Exercise directions:
Your response should contain every record below, copied exactly.

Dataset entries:

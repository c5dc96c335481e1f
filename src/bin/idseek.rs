//! idseek CLI - extract UniProtKB ID mappings for a set of accessions
//!
//! Streams the multi-gigabyte `idmapping.dat.gz` / `idmapping_selected.tab.gz`
//! files once, filtering concurrently, and writes the matching rows as CSV.
//!
//! # Usage
//!
//! ```bash
//! idseek --accessions best_hits.csv \
//!        --map-file idmapping_selected.tab.gz \
//!        --id-type RefSeq --id-type GO \
//!        --outfile mappings.csv
//! ```

use idseek::filter::{run_filter, DatFilter, FilterConfig, MembershipSet, SelectedFilter};
use idseek::formats::MappingFormat;
use idseek::io::{read_accessions, write_csv_file};
use log::info;
use std::env;
use std::process;

struct Options {
    accessions: String,
    map_file: String,
    id_types: Vec<String>,
    outfile: String,
    workers: Option<usize>,
    chunk_len: Option<usize>,
}

fn main() {
    env_logger::Builder::from_env(env_logger::Env::default().default_filter_or("info")).init();

    let args: Vec<String> = env::args().skip(1).collect();
    let options = parse_args(&args);

    if let Err(e) = run(&options) {
        eprintln!("Error: {}", e);
        process::exit(1);
    }

    info!("Finished!");
}

fn run(options: &Options) -> idseek::Result<()> {
    // Validate everything user-supplied before any mapping file is opened.
    let format = MappingFormat::try_from_path(&options.map_file)?;
    format.validate_id_types(&options.id_types)?;

    let accessions = MembershipSet::new(read_accessions(&options.accessions)?);

    let mut config = FilterConfig::default();
    if let Some(workers) = options.workers {
        config.workers = workers;
    }
    if let Some(chunk_len) = options.chunk_len {
        config.chunk_len = chunk_len;
    }

    let matches = match format {
        MappingFormat::Dat => {
            let id_types: MembershipSet = options.id_types.iter().cloned().collect();
            run_filter(
                &options.map_file,
                DatFilter::new(id_types, accessions),
                &config,
            )?
        }
        MappingFormat::Selected => run_filter(
            &options.map_file,
            SelectedFilter::new(&options.id_types, accessions)?,
            &config,
        )?,
    };

    write_csv_file(
        &options.outfile,
        &format.csv_header(&options.id_types),
        &matches,
    )
}

fn parse_args(args: &[String]) -> Options {
    let mut accessions = None;
    let mut map_file = None;
    let mut id_types = Vec::new();
    let mut outfile = "IDmapping.parsed.csv".to_string();
    let mut workers = None;
    let mut chunk_len = None;
    let mut i = 0;

    while i < args.len() {
        match args[i].as_str() {
            "--accessions" | "-a" => {
                accessions = Some(require_value(args, i, "--accessions"));
                i += 2;
            }
            "--map-file" | "-m" => {
                map_file = Some(require_value(args, i, "--map-file"));
                i += 2;
            }
            "--id-type" | "-i" => {
                id_types.push(require_value(args, i, "--id-type"));
                i += 2;
            }
            "--outfile" | "-o" => {
                outfile = require_value(args, i, "--outfile");
                i += 2;
            }
            "--workers" => {
                workers = Some(require_parsed(args, i, "--workers"));
                i += 2;
            }
            "--chunk-size" => {
                chunk_len = Some(require_parsed(args, i, "--chunk-size"));
                i += 2;
            }
            "--help" | "-h" => {
                print_help();
                process::exit(0);
            }
            "--version" | "-V" => {
                println!("idseek {}", idseek::VERSION);
                process::exit(0);
            }
            other => {
                eprintln!("Error: Unknown option '{}'", other);
                eprintln!("Run 'idseek --help' for usage.");
                process::exit(1);
            }
        }
    }

    let (accessions, map_file) = match (accessions, map_file) {
        (Some(a), Some(m)) => (a, m),
        _ => {
            eprintln!("Error: --accessions and --map-file are required");
            eprintln!("Run 'idseek --help' for usage.");
            process::exit(1);
        }
    };

    if id_types.is_empty() {
        eprintln!("Error: at least one --id-type is required");
        eprintln!("Run 'idseek --help' for usage.");
        process::exit(1);
    }

    Options {
        accessions,
        map_file,
        id_types,
        outfile,
        workers,
        chunk_len,
    }
}

fn require_value(args: &[String], i: usize, flag: &str) -> String {
    match args.get(i + 1) {
        Some(value) => value.clone(),
        None => {
            eprintln!("Error: {} requires a value", flag);
            process::exit(1);
        }
    }
}

fn require_parsed(args: &[String], i: usize, flag: &str) -> usize {
    let raw = require_value(args, i, flag);
    match raw.parse::<usize>() {
        Ok(n) if n > 0 => n,
        _ => {
            eprintln!("Error: {} requires a positive integer, got '{}'", flag, raw);
            process::exit(1);
        }
    }
}

fn print_help() {
    println!("idseek {}", idseek::VERSION);
    println!("Extract UniProtKB ID mappings for a set of accessions");
    println!();
    println!("USAGE:");
    println!("    idseek --accessions FILE --map-file FILE --id-type TYPE... [OPTIONS]");
    println!();
    println!("OPTIONS:");
    println!("    -a, --accessions FILE  CSV of UniProtKB accessions (column 3, header skipped)");
    println!("    -m, --map-file FILE    idmapping.dat.gz or idmapping_selected.tab.gz");
    println!("    -i, --id-type TYPE     ID field to extract; repeat for multiple fields");
    println!("    -o, --outfile FILE     Output CSV path (default: IDmapping.parsed.csv)");
    println!("        --workers N        Filter worker threads (default: CPU count)");
    println!("        --chunk-size N     Lines per dispatched batch (default: 1024)");
    println!("    -h, --help             Show this help message");
    println!("    -V, --version          Show version");
    println!();
    println!("The mapping file's basename selects the layout: 'idmapping' is the");
    println!("free-form three-column file, 'idmapping_selected' the fixed-column");
    println!("table. Requested --id-type values are checked against the layout's");
    println!("known labels before the file is opened.");
}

Answer for this exercise:
repository c5dc96c335481e1f
filename src/bin/idseek.rs
//! idseek CLI - extract UniProtKB ID mappings for a set of accessions
//!
//! Streams the multi-gigabyte `idmapping.dat.gz` / `idmapping_selected.tab.gz`
//! files once, filtering concurrently, and writes the matching rows as CSV.
//!
//! # Usage
//!
//! ```bash
//! idseek --accessions best_hits.csv \
//!        --map-file idmapping_selected.tab.gz \
//!        --id-type RefSeq --id-type GO \
//!        --outfile mappings.csv
//! ```

use idseek::filter::{run_filter, DatFilter, FilterConfig, MembershipSet, SelectedFilter};
use idseek::formats::MappingFormat;
use idseek::io::{read_accessions, write_csv_file};
use log::info;
use std::env;
use std::process;

struct Options {
    accessions: String,
    map_file: String,
    id_types: Vec<String>,
    outfile: String,
    workers: Option<usize>,
    chunk_len: Option<usize>,
}

fn main() {
    env_logger::Builder::from_env(env_logger::Env::default().default_filter_or("info")).init();

    let args: Vec<String> = env::args().skip(1).collect();
    let options = parse_args(&args);

    if let Err(e) = run(&options) {
        eprintln!("Error: {}", e);
        process::exit(1);
    }

    info!("Finished!");
}

fn run(options: &Options) -> idseek::Result<()> {
    // Validate everything user-supplied before any mapping file is opened.
    let format = MappingFormat::try_from_path(&options.map_file)?;
    format.validate_id_types(&options.id_types)?;

    let accessions = MembershipSet::new(read_accessions(&options.accessions)?);

    let mut config = FilterConfig::default();
    if let Some(workers) = options.workers {
        config.workers = workers;
    }
    if let Some(chunk_len) = options.chunk_len {
        config.chunk_len = chunk_len;
    }

    let matches = match format {
        MappingFormat::Dat => {
            let id_types: MembershipSet = options.id_types.iter().cloned().collect();
            run_filter(
                &options.map_file,
                DatFilter::new(id_types, accessions),
                &config,
            )?
        }
        MappingFormat::Selected => run_filter(
            &options.map_file,
            SelectedFilter::new(&options.id_types, accessions)?,
            &config,
        )?,
    };

    write_csv_file(
        &options.outfile,
        &format.csv_header(&options.id_types),
        &matches,
    )
}

fn parse_args(args: &[String]) -> Options {
    let mut accessions = None;
    let mut map_file = None;
    let mut id_types = Vec::new();
    let mut outfile = "IDmapping.parsed.csv".to_string();
    let mut workers = None;
    let mut chunk_len = None;
    let mut i = 0;

    while i < args.len() {
        match args[i].as_str() {
            "--accessions" | "-a" => {
                accessions = Some(require_value(args, i, "--accessions"));
                i += 2;
            }
            "--map-file" | "-m" => {
                map_file = Some(require_value(args, i, "--map-file"));
                i += 2;
            }
            "--id-type" | "-i" => {
                id_types.push(require_value(args, i, "--id-type"));
                i += 2;
            }
            "--outfile" | "-o" => {
                outfile = require_value(args, i, "--outfile");
                i += 2;
            }
            "--workers" => {
                workers = Some(require_parsed(args, i, "--workers"));
                i += 2;
            }
            "--chunk-size" => {
                chunk_len = Some(require_parsed(args, i, "--chunk-size"));
                i += 2;
            }
            "--help" | "-h" => {
                print_help();
                process::exit(0);
            }
            "--version" | "-V" => {
                println!("idseek {}", idseek::VERSION);
                process::exit(0);
            }
            other => {
                eprintln!("Error: Unknown option '{}'", other);
                eprintln!("Run 'idseek --help' for usage.");
                process::exit(1);
            }
        }
    }

    let (accessions, map_file) = match (accessions, map_file) {
        (Some(a), Some(m)) => (a, m),
        _ => {
            eprintln!("Error: --accessions and --map-file are required");
            eprintln!("Run 'idseek --help' for usage.");
            process::exit(1);
        }
    };

    if id_types.is_empty() {
        eprintln!("Error: at least one --id-type is required");
        eprintln!("Run 'idseek --help' for usage.");
        process::exit(1);
    }

    Options {
        accessions,
        map_file,
        id_types,
        outfile,
        workers,
        chunk_len,
    }
}

fn require_value(args: &[String], i: usize, flag: &str) -> String {
    match args.get(i + 1) {
        Some(value) => value.clone(),
        None => {
            eprintln!("Error: {} requires a value", flag);
            process::exit(1);
        }
    }
}

fn require_parsed(args: &[String], i: usize, flag: &str) -> usize {
    let raw = require_value(args, i, flag);
    match raw.parse::<usize>() {
        Ok(n) if n > 0 => n,
        _ => {
            eprintln!("Error: {} requires a positive integer, got '{}'", flag, raw);
            process::exit(1);
        }
    }
}

fn print_help() {
    println!("idseek {}", idseek::VERSION);
    println!("Extract UniProtKB ID mappings for a set of accessions");
    println!();
    println!("USAGE:");
    println!("    idseek --accessions FILE --map-file FILE --id-type TYPE... [OPTIONS]");
    println!();
    println!("OPTIONS:");
    println!("    -a, --accessions FILE  CSV of UniProtKB accessions (column 3, header skipped)");
    println!("    -m, --map-file FILE    idmapping.dat.gz or idmapping_selected.tab.gz");
    println!("    -i, --id-type TYPE     ID field to extract; repeat for multiple fields");
    println!("    -o, --outfile FILE     Output CSV path (default: IDmapping.parsed.csv)");
    println!("        --workers N        Filter worker threads (default: CPU count)");
    println!("        --chunk-size N     Lines per dispatched batch (default: 1024)");
    println!("    -h, --help             Show this help message");
    println!("    -V, --version          Show version");
    println!();
    println!("The mapping file's basename selects the layout: 'idmapping' is the");
    println!("free-form three-column file, 'idmapping_selected' the fixed-column");
    println!("table. Requested --id-type values are checked against the layout's");
    println!("known labels before the file is opened.");
}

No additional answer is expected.